Last updated on: April 2, 2013 12:10 IST


Photographs: Reuters

Chairman of SEAA Trust, Dr Thothathri Raman examines how spiralling population will disturb career graph of youth.

I really like the guts of the Air India pilot who took on his management with his rap song which laid bare what was wrong with the teetering national carrier which is kept flying for the comfort of the bureaucrats and politicians.

The youngster may be in big trouble, but whatever he is saying cannot be refuted.

We are doing something absolutely wrong with our institutions which directly affect the career graph of the aspirant younger generation at a time when India is boasting that it will have 70 per cent of the world's youth population within its confines.

The demographic time bomb is already ticking and no one has a viable plan to tackle the coming youth crisis.

If left unaddressed, the swelling number of unemployed would spill to the street and nobody can do anything about it afterwards.

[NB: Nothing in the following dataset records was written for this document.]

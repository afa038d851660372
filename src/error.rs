use thiserror::Error;

#[derive(Debug, Error)]
pub enum ConfigError {
    #[error("invalid search endpoint {url:?}: {reason}")]
    InvalidEndpoint { url: String, reason: String },
}

#[derive(Debug, Error)]
pub enum DriverError {
    /// Connection failures, timeouts and anything else the client raises.
    /// Never retried.
    #[error("transport error: {0}")]
    Transport(#[from] reqwest::Error),

    #[error("failed to encode payload: {0}")]
    Encode(#[source] serde_json::Error),

    #[error("failed to decode response body: {0}")]
    Decode(#[source] serde_json::Error),

    #[error("invalid value for header {name}: {reason}")]
    InvalidHeader { name: &'static str, reason: String },
}
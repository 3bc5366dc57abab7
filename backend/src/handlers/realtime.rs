//! HTTP handlers for the realtime field namespace
//!
//! The roaster hardware bridge pushes readings here and reads back the
//! commands written by the controllers.

use std::collections::BTreeMap;

use axum::{
    extract::{Path, State},
    Json,
};
use roast_core::{FieldValue, RealtimeField, RoastStatus};

use crate::error::{AppError, AppResult};
use crate::AppState;

fn parse_field(key: &str) -> AppResult<RealtimeField> {
    RealtimeField::from_key(key).ok_or_else(|| AppError::NotFound(format!("Field {}", key)))
}

/// Check that `value` has the scalar type the field holds
fn check_value(field: RealtimeField, value: &FieldValue) -> AppResult<()> {
    let valid = match field {
        RealtimeField::Heater
        | RealtimeField::Motor
        | RealtimeField::PidControl
        | RealtimeField::BeansInserted => value.as_bool().is_some(),
        // Manual sessions report "roasting" as their status
        RealtimeField::Status => value
            .as_str()
            .map(|s| s == "roasting" || RoastStatus::from_str(s).is_some())
            .unwrap_or(false),
        RealtimeField::Phase => value
            .as_str()
            .and_then(RoastStatus::from_str)
            .is_some(),
        _ => value.as_f64().map(f64::is_finite).unwrap_or(false),
    };
    if valid {
        Ok(())
    } else {
        Err(AppError::BadRequest(format!(
            "Invalid value for {}: {:?}",
            field.key(),
            value
        )))
    }
}

/// Every field that currently holds a value, keyed by field name
pub async fn list_fields(
    State(state): State<AppState>,
) -> AppResult<Json<BTreeMap<&'static str, FieldValue>>> {
    let snapshot = state.realtime.snapshot().await?;
    Ok(Json(
        snapshot
            .into_iter()
            .map(|(field, value)| (field.key(), value))
            .collect(),
    ))
}

pub async fn get_field(
    State(state): State<AppState>,
    Path(key): Path<String>,
) -> AppResult<Json<Option<FieldValue>>> {
    let field = parse_field(&key)?;
    Ok(Json(state.realtime.read(field).await?))
}

pub async fn put_field(
    State(state): State<AppState>,
    Path(key): Path<String>,
    Json(value): Json<FieldValue>,
) -> AppResult<Json<FieldValue>> {
    let field = parse_field(&key)?;
    check_value(field, &value)?;
    state.realtime.write(field, value.clone()).await?;
    Ok(Json(value))
}
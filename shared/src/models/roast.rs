//! Roast profile models

use chrono::{DateTime, Utc};
use serde::{Deserialize, Serialize};
use uuid::Uuid;
use validator::Validate;

/// A saved roast profile (document collection `roastProfile`)
#[derive(Debug, Clone, Serialize, Deserialize, PartialEq)]
#[serde(rename_all = "camelCase")]
pub struct RoastProfile {
    pub id: Uuid,
    pub name: String,
    pub description: String,
    pub roast_level: Option<RoastLevel>,
    /// Total roast time in seconds
    pub duration: u32,
    pub target_temperature: f64,
    pub drop_temperature: f64,
    pub timestamp: DateTime<Utc>,
    pub roast_phase: RoastPhaseLog,
}

impl RoastProfile {
    /// Build a stored profile from validated input
    pub fn from_input(id: Uuid, input: RoastProfileInput, timestamp: DateTime<Utc>) -> Self {
        Self {
            id,
            name: input.name,
            description: input.description,
            roast_level: input.roast_level,
            duration: input.duration,
            target_temperature: input.target_temperature,
            drop_temperature: input.drop_temperature,
            timestamp,
            roast_phase: input.roast_phase,
        }
    }

    /// Development time ratio based on the logged first crack and the total duration
    pub fn development_ratio(&self) -> f64 {
        match self.roast_phase.first_crack.time {
            Some(first_crack) => crate::validation::development_ratio(first_crack, self.duration),
            None => 0.0,
        }
    }
}

/// Input for creating or overwriting a roast profile
#[derive(Debug, Clone, Serialize, Deserialize, PartialEq, Validate)]
#[serde(rename_all = "camelCase")]
pub struct RoastProfileInput {
    #[validate(length(min = 1, message = "Profile name is required"))]
    pub name: String,
    #[serde(default)]
    pub description: String,
    #[serde(default)]
    pub roast_level: Option<RoastLevel>,
    #[serde(default)]
    pub duration: u32,
    #[validate(range(min = 0.0, max = 300.0, message = "Target temperature must be between 0°C and 300°C"))]
    #[serde(default)]
    pub target_temperature: f64,
    #[validate(range(min = 0.0, max = 300.0, message = "Drop temperature must be between 0°C and 300°C"))]
    #[serde(default)]
    pub drop_temperature: f64,
    #[serde(default)]
    pub roast_phase: RoastPhaseLog,
}

/// Operator log of the four roast milestones
#[derive(Debug, Clone, Default, Serialize, Deserialize, PartialEq)]
#[serde(rename_all = "camelCase")]
pub struct RoastPhaseLog {
    #[serde(default)]
    pub drying_phase: PhaseSpan,
    #[serde(default)]
    pub first_crack: CrackMark,
    #[serde(default)]
    pub development_phase: PhaseSpan,
    #[serde(default)]
    pub second_crack: CrackMark,
}

/// A logged phase with start and end readings
#[derive(Debug, Clone, Default, Serialize, Deserialize, PartialEq)]
#[serde(rename_all = "camelCase")]
pub struct PhaseSpan {
    pub start_time: Option<u32>,
    pub start_temp: Option<f64>,
    pub end_time: Option<u32>,
    pub end_temp: Option<f64>,
    #[serde(default)]
    pub notes: String,
}

/// A single-moment milestone such as first or second crack
#[derive(Debug, Clone, Default, Serialize, Deserialize, PartialEq)]
#[serde(rename_all = "camelCase")]
pub struct CrackMark {
    pub time: Option<u32>,
    pub temp: Option<f64>,
    #[serde(default)]
    pub notes: String,
}

/// Roast levels
#[derive(Debug, Clone, Copy, Serialize, Deserialize, PartialEq, Eq, Hash, PartialOrd, Ord)]
#[serde(rename_all = "camelCase")]
pub enum RoastLevel {
    Light,
    MediumLight,
    Medium,
    MediumDark,
    Dark,
}

impl RoastLevel {
    pub fn as_str(&self) -> &'static str {
        match self {
            RoastLevel::Light => "light",
            RoastLevel::MediumLight => "mediumLight",
            RoastLevel::Medium => "medium",
            RoastLevel::MediumDark => "mediumDark",
            RoastLevel::Dark => "dark",
        }
    }

    pub fn from_str(s: &str) -> Option<Self> {
        match s {
            "light" => Some(RoastLevel::Light),
            "mediumLight" => Some(RoastLevel::MediumLight),
            "medium" => Some(RoastLevel::Medium),
            "mediumDark" => Some(RoastLevel::MediumDark),
            "dark" => Some(RoastLevel::Dark),
            _ => None,
        }
    }
}

impl std::fmt::Display for RoastLevel {
    fn fmt(&self, f: &mut std::fmt::Formatter<'_>) -> std::fmt::Result {
        match self {
            RoastLevel::Light => write!(f, "Light"),
            RoastLevel::MediumLight => write!(f, "Medium Light"),
            RoastLevel::Medium => write!(f, "Medium"),
            RoastLevel::MediumDark => write!(f, "Medium Dark"),
            RoastLevel::Dark => write!(f, "Dark"),
        }
    }
}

Here is a classic instance of how we refuse to look at the problem.

A document prepared by the Working Group of the Planning Commission for the 12th Plan says it all. It states that by the end of the 12th plan period (2017), the unemployment rate which is 8.36 per cent at present would drop to 1.12 percent.

Such magical optimism flies in the face of another set of statistics contained in the same document that the population of the country would have increased by 75 million more and additional number of people seeking employment by 40 million in the same period.

Somewhere the math doesn't add up.

After all this is a country whose political bosses insist that with the Rs 600 largess, the unemployed poor can feed a family of five and those earning over Rs 32 a day remain no longer poor!

The Great Indian growth story has already spelt disaster to the majority with runaway prices shrinking the real earnings in the process.

Add to this the decisive shift of the youth to urban centres leaving behind the traditional safe haven of agriculture and rural employment.

Between 2001 and 2011, the number of cities with over one million population grew from 35 to 53.

But without any skill or evidence of higher education, the youth have no hope of landing a job.

This is the ideal condition for the creative urban elite with easy conscience to dream up colleges that would provide degrees at fancy prices to the gullible, never mind whether these universities can legitimately grant degrees.

Laws are lax and who cares what happens to the youth?

If one does care, there should be a serious re-look at laws that relate to education, skill building and job creation.

Compliance to law must be made strict. There should be investment in serious research to find out the effect of demographic shift, urbanisation, the nature of jobs and the matching quality of education to provide the right type of human resource to feed the growing industrial sector.

It is absolutely imperative everyone is on the same page, be it the ruling party at the centre, the vociferous opposition, the bureaucrats, the intellectuals and the educators.

If they don't get the equation right, there would be no rap song but perhaps a rap with hard knuckles by the frustrated youth!